Katrín Olína is an Icelandic industrial designer and researcher. Her work is cross-disciplinary, finding expression in the fields of product design, interiors, furniture, jewelry, graphic art and writing. In her recent design practice, Olína has developed materials and design processes that weave together different creative modes: from research and philosophy, to industrial design, graphic art and 3D printing.

She has used these unique, cross-disciplinary approaches to explore typology, amongst other themes. In Primitiva Talismans, developed in 2015, one basic shape is digitally multiplied into different three-dimensional structures, which are 3D printed and cast as bronze jewelry. Primitiva is a unique collection of 40 bronze cast talismans designed to encapsulate some of humanity’s existential questions, and to help the wearer find focus in a technologically entangled and often disconnected physical world. Olína wrote Primitiva – Book of Talismans as an aid to navigating the collection.

MINISOPHY, Olína’s latest project in collaboration with Professor Sigridur Thorgeirsdottir (University of Helsinki), is a digital publication in unique miniature form. MINISOPHY is a biweekly showcase of philosophical nuggets, art, everyday voices, wisdom quotes and practical exercises in thinking and meditation that link around a common theme.

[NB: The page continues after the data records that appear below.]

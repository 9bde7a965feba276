//! Backend-for-frontend for the TMDB movie API.
//!
//! Exposes three read-only JSON endpoints (`/config`, `/movies/search`,
//! `/movies/{id}`) that call TMDB with a server-held credential and reshape
//! the responses into a small, stable contract.

pub mod config;
pub mod contract;
pub mod error;
pub mod handlers;
pub mod normalize;
pub mod router;
pub mod state;
pub mod validate;
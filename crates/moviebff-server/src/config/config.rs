//! `AppConfig` struct, TOML loading and the TMDB credential.

use std::path::Path;
use std::time::Duration;

use anyhow::{Context, Result, bail};
use serde::Deserialize;

/// Environment variable holding the TMDB API read access token.
pub const TOKEN_ENV: &str = "TMDB_READ_ACCESS_TOKEN";

/// Top-level application configuration.
#[derive(Debug, Clone, Deserialize, Default, PartialEq, Eq)]
pub struct AppConfig {
    /// Listen address.
    #[serde(default)]
    pub server: ServerConfig,
    /// Upstream TMDB settings.
    #[serde(default)]
    pub tmdb: TmdbConfig,
}

/// Listen address configuration.
#[derive(Debug, Clone, Deserialize, PartialEq, Eq)]
pub struct ServerConfig {
    /// Host or IP to bind.
    #[serde(default = "default_host")]
    pub host: String,
    /// TCP port to bind.
    #[serde(default = "default_port")]
    pub port: u16,
}

impl Default for ServerConfig {
    fn default() -> Self {
        Self {
            host: default_host(),
            port: default_port(),
        }
    }
}

impl ServerConfig {
    /// `host:port` string suitable for binding.
    #[must_use]
    pub fn bind_address(&self) -> String {
        format!("{}:{}", self.host, self.port)
    }
}

/// Upstream TMDB configuration.
#[derive(Debug, Clone, Deserialize, PartialEq, Eq)]
pub struct TmdbConfig {
    /// API base URL.
    #[serde(default = "default_base_url")]
    pub base_url: String,
    /// Per-call timeout in seconds. `0` disables the timeout.
    #[serde(default = "default_timeout_secs")]
    pub timeout_secs: u64,
}

impl Default for TmdbConfig {
    fn default() -> Self {
        Self {
            base_url: default_base_url(),
            timeout_secs: default_timeout_secs(),
        }
    }
}

impl TmdbConfig {
    /// Per-call timeout, or `None` when disabled.
    #[must_use]
    pub const fn timeout(&self) -> Option<Duration> {
        if self.timeout_secs == 0 {
            None
        } else {
            Some(Duration::from_secs(self.timeout_secs))
        }
    }
}

fn default_host() -> String {
    String::from("127.0.0.1")
}

const fn default_port() -> u16 {
    3000
}

fn default_base_url() -> String {
    String::from("https://api.themoviedb.org/3/")
}

const fn default_timeout_secs() -> u64 {
    10
}

impl AppConfig {
    /// Loads config from a TOML file. Returns default if file does not exist.
    ///
    /// # Errors
    ///
    /// Returns an error if the file exists but cannot be read or parsed.
    pub fn load(path: &Path) -> Result<Self> {
        if !path.exists() {
            return Ok(Self::default());
        }
        let content = std::fs::read_to_string(path)
            .with_context(|| format!("failed to read {}", path.display()))?;
        toml::from_str(&content).with_context(|| format!("failed to parse {}", path.display()))
    }

    /// Applies command-line overrides for the listen address.
    #[must_use]
    pub fn with_overrides(mut self, host: Option<String>, port: Option<u16>) -> Self {
        if let Some(host) = host {
            self.server.host = host;
        }
        if let Some(port) = port {
            self.server.port = port;
        }
        self
    }
}

/// Reads the TMDB credential from [`TOKEN_ENV`].
///
/// # Errors
///
/// Returns an error if the variable is unset or blank.
pub fn read_api_token() -> Result<String> {
    api_token_from(std::env::var(TOKEN_ENV).ok())
}

/// Validates a raw credential value.
///
/// # Errors
///
/// Returns an error if `value` is `None` or blank.
pub fn api_token_from(value: Option<String>) -> Result<String> {
    match value.map(|v| String::from(v.trim())) {
        Some(token) if !token.is_empty() => Ok(token),
        _ => bail!("{TOKEN_ENV} environment variable is required"),
    }
}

In earlier works, Olína investigates nature, mythology and storytelling principally through the medium of drawing. Many of these were translated into large-scale, immersive graphic environments such as Cristal Bar (Hong Kong, 2008), Skin, a medical clinic in Florence (2007), and the Dr. James Medical Clinic (Taipei, 2005). Notable works shown in museums include Subplant5 at The National Gallery in Oslo (2005) and Eulenspiegel at Reykjavik Art Museum (2008). Tree, coat stand (2003) for Swedese, created in collaboration with British industrial designer Michael Young, is amongst her best-known works.

Olína has won numerous awards for her work, including the Forum Aid Award, SEGD (The Society for Experiential Graphic Design), FÍT (Icelandic Graphic Association), and the DV Culture Award (Iceland). She is regularly invited to participate as a speaker at design and other events around the globe, including most recently at TYPO-Berlin, DesignTalks Reykjavik, and the Women Economic Forum.

Over the past 25 years, Katrín Olína has been based in Reykjavik, Paris, London, Brussels, Taipei, Hong Kong and Helsinki.